Giter Site home page Giter Site logo

my-ml-projects's Introduction

My-ML-Projects

Machine Learning projects I have done throughout learning.

Cat vs Dog

A convolutional neural network trained on my local machine that identifies a pet as either a cat or a dog. To run the IPython Notebook, please pip install packages: torch, matplotlib, numpy, tqdm, PIL. Alternatively, run pip install -r requirements.txt.

Main ConvNet Structures

  • Convolutional layers: 6 layers, each mapping previous inputs to 16, 32, 64, 128, 256, 32 features. Each convolutional layer is followed by a batch normalisation layer and a ReLU layer. Dropout layers (p=0.25) and max pooling layers are inserted in an attempt to prevent overfitting.
  • Fully Connected layers: 2 layers, mapping the previous features into 2 categories. Log sigmoid function is used to output a probability of each category (Cat or Dog).

Data

Hyperparameters

My laptop does have a dGPU with CUDA support but is however entry-level.
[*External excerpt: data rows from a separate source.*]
use super::*;

#[test]
fn test_error_code_display() {
    assert_eq!(ErrorCode::E1001.to_string(), "E1001");
    assert_eq!(ErrorCode::W0001.as_str(), "W0001");
}

#[test]
fn test_phases() {
    assert!(ErrorCode::E0004.is_lexer_error());
    assert!(ErrorCode::W0001.is_lexer_error());
    assert!(!ErrorCode::E0004.is_parser_error());

    assert!(ErrorCode::E1003.is_parser_error());
    assert!(ErrorCode::W1001.is_parser_error());

    assert!(ErrorCode::E2001.is_trivia_error());
    assert!(!ErrorCode::E2001.is_lexer_error());
}

#[test]
fn test_default_severity() {
    assert_eq!(ErrorCode::E1001.default_severity(), Severity::Error);
    assert_eq!(ErrorCode::W1001.default_severity(), Severity::Warning);
    assert!(ErrorCode::W1001.is_warning());
    assert!(!ErrorCode::E2002.is_warning());
}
Exact specification is GeForce MX150 with 2GB VRAM.

  • Batch size is set to 4 (I have tried 8 but there is not enough CUDA memory)
  • Loss function is set to Cross Entropy Loss.
  • Optimiser is set to Adam.
  • Learning rate is set to 0.00001.
  • Training epoch is set to 12.

Training

Training 8000 batches for 12 epoches took approximately 16 hours on my laptop. (Time to invest I guess!) When plotted epoch loss, it can be seen to decrease smoothly from 5200 to 4000. Epoch_Loss The trained model is saved as a .pth file (21MB) which can be loaded.

Evaluation

When tested on a test set of 500 cats and 500 dogs images, the testing accuracy reached 75. This is certainly not the best but it can be seen that the model is working!

Predictions

Here is an example of the model predicting on an unseen image (not from training or test sets). Prediction_Example (Sihao, May 2020)

German-English Translator

This is a Seq2Seq neural machine translation model trained on the Multi30k dataset. I was heavily inspired by https://pytorch.org/tutorials/beginner/torchtext_translation_tutorial.html and the AI Core tutorial https://www.youtube.com/watch?v=UnVYPOGiK3E.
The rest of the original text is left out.